FMA Brotherhood, who wouldn't like a demented human/monster trying to be god while two boys are trying to retrieve their body's back while being mixed into an epic plot/conspiracy.


----------



## mameks (Jun 22, 2010)

BobTheJoeBob said:
			
		

> FMA Brotherhood, who wouldn't like a demented human/monster trying to be god while two boys are trying to retrieve their body's back while being mixed into an epic plot/conspiracy.

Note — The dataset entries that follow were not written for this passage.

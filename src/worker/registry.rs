//! Registrations: which worker controls which scope
//!
//! A registration holds up to three workers at once. A new worker sits in
//! the installing slot while the previous one keeps serving from the
//! active slot; once the new worker activates it takes over and the old
//! one is retired.

use crate::bootstrap::{Registrar, RegistrationOptions, RegistrationReport, UpdateViaCache};
use crate::cache::CacheStorage;
use crate::error::{SwError, SwResult};
use crate::fetch::{Network, Request};
use crate::platform::{Clients, Notifications};
use crate::worker::manager::{
    ActivateReport, CacheManager, FetchOutcome, InstallReport, ManagerSettings,
};
use crate::worker::service_worker::ServiceWorker;
use async_trait::async_trait;
use std::sync::Arc;
use tokio::sync::RwLock;
use tracing::{debug, info, warn};
use url::Url;

/// Platform services shared by every worker of an app
#[derive(Clone)]
pub struct WorkerEnvironment {
    pub storage: Arc<dyn CacheStorage>,
    pub network: Arc<dyn Network>,
    pub clients: Arc<dyn Clients>,
    pub notifications: Arc<dyn Notifications>,
}

impl WorkerEnvironment {
    /// Build a cache manager for `settings` over this environment
    pub fn manager(&self, settings: ManagerSettings) -> CacheManager {
        CacheManager::new(
            settings,
            self.storage.clone(),
            self.network.clone(),
            self.clients.clone(),
            self.notifications.clone(),
        )
    }
}

#[derive(Default)]
struct Slots {
    installing: Option<Arc<ServiceWorker>>,
    waiting: Option<Arc<ServiceWorker>>,
    active: Option<Arc<ServiceWorker>>,
}

/// The workers registered for one scope
pub struct Registration {
    scope: Url,
    options: RegistrationOptions,
    slots: RwLock<Slots>,
}

impl Registration {
    /// Create an empty registration
    pub fn new(scope: Url, options: RegistrationOptions) -> Self {
        Self {
            scope,
            options,
            slots: RwLock::new(Slots::default()),
        }
    }

    /// The controlled scope
    pub fn scope(&self) -> &Url {
        &self.scope
    }

    /// Options the registration was made with
    pub fn options(&self) -> &RegistrationOptions {
        &self.options
    }

    /// Worker currently controlling the scope
    pub async fn active(&self) -> Option<Arc<ServiceWorker>> {
        self.slots.read().await.active.clone()
    }

    /// Worker currently installing
    pub async fn installing(&self) -> Option<Arc<ServiceWorker>> {
        self.slots.read().await.installing.clone()
    }

    /// Installed worker waiting to activate
    pub async fn waiting(&self) -> Option<Arc<ServiceWorker>> {
        self.slots.read().await.waiting.clone()
    }

    /// Whether `url` falls under this registration's scope
    pub fn controls(&self, url: &Url) -> bool {
        url.origin() == self.scope.origin() && url.path().starts_with(self.scope.path())
    }

    /// Put an already-active worker in control, e.g. one resumed from
    /// persisted caches.
    pub async fn adopt(&self, worker: Arc<ServiceWorker>) {
        let previous = self.slots.write().await.active.replace(worker);
        if let Some(previous) = previous {
            previous.make_redundant().await;
        }
    }

    /// Install `worker` and, since workers skip waiting, activate it
    /// right away.
    ///
    /// The previous active worker keeps serving until the new one is
    /// active, then becomes redundant.
    pub async fn install(
        &self,
        worker: Arc<ServiceWorker>,
    ) -> SwResult<(InstallReport, Option<ActivateReport>)> {
        let superseded = self.slots.write().await.installing.replace(worker.clone());
        if let Some(superseded) = superseded {
            superseded.make_redundant().await;
        }

        let install = match worker.install().await {
            Ok(report) => report,
            Err(e) => {
                self.clear_installing(&worker).await;
                return Err(e);
            }
        };

        {
            let mut slots = self.slots.write().await;
            if slots
                .installing
                .as_ref()
                .is_some_and(|w| Arc::ptr_eq(w, &worker))
            {
                slots.installing = None;
            }
            let stale = slots.waiting.replace(worker);
            drop(slots);
            if let Some(stale) = stale {
                stale.make_redundant().await;
            }
        }

        let activate = self.activate_waiting().await?;
        Ok((install, activate))
    }

    /// Activate the waiting worker, if there is one
    pub async fn activate_waiting(&self) -> SwResult<Option<ActivateReport>> {
        let Some(worker) = self.slots.write().await.waiting.take() else {
            return Ok(None);
        };

        let report = worker.activate().await?;
        let previous = self.slots.write().await.active.replace(worker.clone());
        if let Some(previous) = previous {
            debug!(
                "Worker {} ({}) superseded by {}",
                previous.id(),
                previous.version(),
                worker.version()
            );
            previous.make_redundant().await;
        }
        info!("Worker {} active for {}", worker.version(), self.scope);
        Ok(Some(report))
    }

    /// Route a request through the active worker
    pub async fn handle_fetch(&self, request: Request) -> FetchOutcome {
        if !self.controls(&request.url) {
            return FetchOutcome::Passthrough;
        }
        match self.active().await {
            Some(worker) => worker.fetch(request).await,
            None => FetchOutcome::Passthrough,
        }
    }

    /// Retire every worker in the registration
    pub async fn unregister(&self) {
        let slots = std::mem::take(&mut *self.slots.write().await);
        for worker in [slots.installing, slots.waiting, slots.active]
            .into_iter()
            .flatten()
        {
            worker.make_redundant().await;
        }
        info!("Unregistered {}", self.scope);
    }

    async fn clear_installing(&self, worker: &Arc<ServiceWorker>) {
        let mut slots = self.slots.write().await;
        if slots
            .installing
            .as_ref()
            .is_some_and(|w| Arc::ptr_eq(w, worker))
        {
            slots.installing = None;
        }
    }
}

/// In-process registrar for one app origin
pub struct LocalRegistry {
    env: WorkerEnvironment,
    settings: RwLock<ManagerSettings>,
    registrations: RwLock<Vec<Arc<Registration>>>,
}

impl LocalRegistry {
    /// Create a registry serving the app described by `settings`
    pub fn new(settings: ManagerSettings, env: WorkerEnvironment) -> Self {
        Self {
            env,
            settings: RwLock::new(settings),
            registrations: RwLock::new(Vec::new()),
        }
    }

    /// Replace the settings used for the next worker, e.g. after a
    /// version bump
    pub async fn set_settings(&self, settings: ManagerSettings) {
        *self.settings.write().await = settings;
    }

    /// The registration for exactly `scope`
    pub async fn registration(&self, scope: &Url) -> Option<Arc<Registration>> {
        self.registrations
            .read()
            .await
            .iter()
            .find(|r| r.scope() == scope)
            .cloned()
    }

    /// Restore a registration whose worker was activated by an earlier run.
    ///
    /// Fails with `NoActiveWorker` unless the static store for the current
    /// version exists.
    pub async fn resume(&self, options: &RegistrationOptions) -> SwResult<Arc<Registration>> {
        let settings = self.settings.read().await.clone();
        let (_, scope) = resolve(&settings.origin, options)?;
        let static_name = settings.names.static_name();
        if !self.env.storage.has(&static_name).await? {
            return Err(SwError::NoActiveWorker(scope.to_string()));
        }

        let registration = self.find_or_create(scope, options).await;
        if registration.active().await.is_none() {
            let worker = ServiceWorker::resumed(Arc::new(self.env.manager(settings)));
            debug!("Resumed worker {} for {}", worker.version(), registration.scope());
            registration.adopt(Arc::new(worker)).await;
        }
        Ok(registration)
    }

    /// Route a request to the registration with the most specific
    /// matching scope
    pub async fn handle_fetch(&self, request: Request) -> FetchOutcome {
        let registration = self
            .registrations
            .read()
            .await
            .iter()
            .filter(|r| r.controls(&request.url))
            .max_by_key(|r| r.scope().path().len())
            .cloned();
        match registration {
            Some(registration) => registration.handle_fetch(request).await,
            None => FetchOutcome::Passthrough,
        }
    }

    async fn find_or_create(
        &self,
        scope: Url,
        options: &RegistrationOptions,
    ) -> Arc<Registration> {
        let mut registrations = self.registrations.write().await;
        if let Some(existing) = registrations.iter().find(|r| r.scope() == &scope) {
            return existing.clone();
        }
        let registration = Arc::new(Registration::new(scope, options.clone()));
        registrations.push(registration.clone());
        registration
    }
}

/// Resolve script and scope against the app origin
fn resolve(origin: &Url, options: &RegistrationOptions) -> SwResult<(Url, Url)> {
    let script = origin
        .join(&options.script_url)
        .map_err(|e| SwError::invalid_url(&options.script_url, e))?;
    let scope = origin
        .join(&options.scope)
        .map_err(|e| SwError::invalid_url(&options.scope, e))?;

    for url in [&script, &scope] {
        if url.origin() != origin.origin() {
            return Err(SwError::ScopeOutsideOrigin {
                scope: url.to_string(),
                origin: origin.origin().ascii_serialization(),
            });
        }
    }

    let script_dir = &script.path()[..script.path().rfind('/').map_or(0, |i| i + 1)];
    if !scope.path().starts_with(script_dir) {
        return Err(SwError::RegistrationRejected(format!(
            "scope {} is not under the script directory {}",
            scope.path(),
            script_dir
        )));
    }
    Ok((script, scope))
}

#[async_trait]
impl Registrar for LocalRegistry {
    async fn register(&self, options: &RegistrationOptions) -> SwResult<RegistrationReport> {
        let settings = self.settings.read().await.clone();
        let (script, scope) = resolve(&settings.origin, options)?;
        debug!("Registering {} for scope {}", script, scope);

        let registration = self.find_or_create(scope.clone(), options).await;
        if let Some(active) = registration.active().await {
            let reuse = options.update_via_cache == UpdateViaCache::All
                || active.version() == settings.names.version();
            if reuse {
                info!("Worker {} already active for {}", active.version(), scope);
                return Ok(RegistrationReport {
                    scope,
                    version: active.version().clone(),
                    update_found: false,
                    install: None,
                    activate: None,
                });
            }
            info!(
                "Update found for {}: {} -> {}",
                scope,
                active.version(),
                settings.names.version()
            );
        }

        let version = settings.names.version().clone();
        let worker = Arc::new(ServiceWorker::new(Arc::new(self.env.manager(settings))));
        let (install, activate) = registration.install(worker).await.inspect_err(|e| {
            warn!("Registration of {} failed: {}", scope, e);
        })?;

        Ok(RegistrationReport {
            scope,
            version,
            update_found: true,
            install: Some(install),
            activate,
        })
    }

    async fn registrations(&self) -> SwResult<Vec<Url>> {
        Ok(self
            .registrations
            .read()
            .await
            .iter()
            .map(|r| r.scope().clone())
            .collect())
    }

    async fn unregister(&self, scope: &Url) -> SwResult<bool> {
        let removed = {
            let mut registrations = self.registrations.write().await;
            let position = registrations.iter().position(|r| r.scope() == scope);
            position.map(|i| registrations.remove(i))
        };
        match removed {
            Some(registration) => {
                registration.unregister().await;
                Ok(true)
            }
            None => Ok(false),
        }
    }
}
//! Fetch command - send a request through the active worker

use crate::cli::args::FetchArgs;
use crate::cli::runtime::{NetworkMode, Runtime};
use crate::config::Config;
use crate::error::{SwError, SwResult};
use crate::fetch::{Destination, Request, Response, ResponseSource};
use crate::worker::FetchOutcome;
use console::style;
use std::io::Write;
use tokio::fs;
use tracing::debug;

/// Execute the fetch command
pub async fn execute(args: FetchArgs, config: &Config) -> SwResult<()> {
    let mode = if args.offline {
        NetworkMode::Offline
    } else {
        NetworkMode::Online
    };
    let runtime = Runtime::open(config, mode).await?;
    let worker = runtime.active_worker(config).await?;

    let request = Request::parse(&args.target, &runtime.settings.origin)?;
    let destination = args
        .destination
        .unwrap_or_else(|| Destination::infer(&request.url));
    let request = request
        .with_method(args.method)
        .with_destination(destination);

    let outcome = runtime.registry.handle_fetch(request.clone()).await;
    let (response, source) = match outcome {
        FetchOutcome::Respond { response, source } => (response, source),
        FetchOutcome::Passthrough => {
            debug!("Not intercepted, going to the network");
            (runtime.network.fetch(&request).await?, ResponseSource::Network)
        }
    };

    // Let the dynamic-cache write land before the process exits
    worker.manager().settle().await;

    print_summary(&request, &response, &source);
    match args.output {
        Some(path) => fs::write(&path, &response.body)
            .await
            .map_err(|e| SwError::io(format!("writing {}", path.display()), e))?,
        None => {
            let mut stdout = std::io::stdout().lock();
            stdout
                .write_all(&response.body)
                .and_then(|_| stdout.flush())
                .map_err(|e| SwError::io("writing response body", e))?;
        }
    }
    Ok(())
}

fn print_summary(request: &Request, response: &Response, source: &ResponseSource) {
    let status = format!("{} {}", response.status, response.status_text);
    let status = if response.is_success() {
        style(status).green()
    } else {
        style(status).yellow()
    };
    eprintln!(
        "{} {} {} {}",
        style(request.method).bold(),
        request.url,
        status,
        style(format!("({})", source)).dim()
    );
}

nah, it's all about being mustang, even if 



Spoiler



he's now blind


 he's awesome, plus if you read the manga 



Spoiler



he gets his eyes back


----------



## Overlord Nadrian (Jun 22, 2010)

Bakemonogatari. It's so fucking awesome.


----------



## Schizoanalysis (Jun 22, 2010)

Moyashimon


----------



## Domination (Jun 22, 2010)

Katekyo Hitman Reborn.

I want to be part of a mafia with fire on my forehead.


----------



## _Chaz_ (Jun 22, 2010)

Pokemon counts as an anime right?

You never said it had to be a good one!


----------



## mameks (Jun 22, 2010)

Overlord Nadrian said:
			
		

> Bakemonogatari. It's so fucking awesome.


hmmm, i change my choice to this, even though i swear the last episode is taking forever to be released 
	

	
	
		
		

		
		
	


	



plus, Senjogahara is hawt


----------



## Overlord Nadrian (Jun 22, 2010)

shlong said:
			
		

> the last episode is taking forever to be released


I know, right? It's the only episode of anime I'll ever watch again, so they better come up with it quickly! 
	

	
	
		
		

		
		
	


	




Ever since they swapped the TV show for an online show, it takes ages for a new episode to be released


----------



## Pong20302000 (Jun 22, 2010)

CHOBITS!!!!!

and its the most likely to happen


----------



## mameks (Jun 22, 2010)

Overlord Nadrian said:
			
		

> shlong said:
> 
> 
> 
> ...


none of the release dates are consistent either...it was annoying at first, but now it's really pissing me off...


----------



## Panzer Tacticer (Jun 29, 2010)

Real life?

Not much point, the only ones that won't land me in jail, always seem to focus on the world first getting trashed and needing to be rebuilt.

Not like I can get any worth out of a lot of teenage school girls eh.

I suppose Oh My Goddess would be fun, provided I get to make a wish.


----------



## KingVamp (Jun 29, 2010)

Abenobashi Magical Shopping Arcade or ,Naruto,Dragon ball z or Avatar the last air bender. 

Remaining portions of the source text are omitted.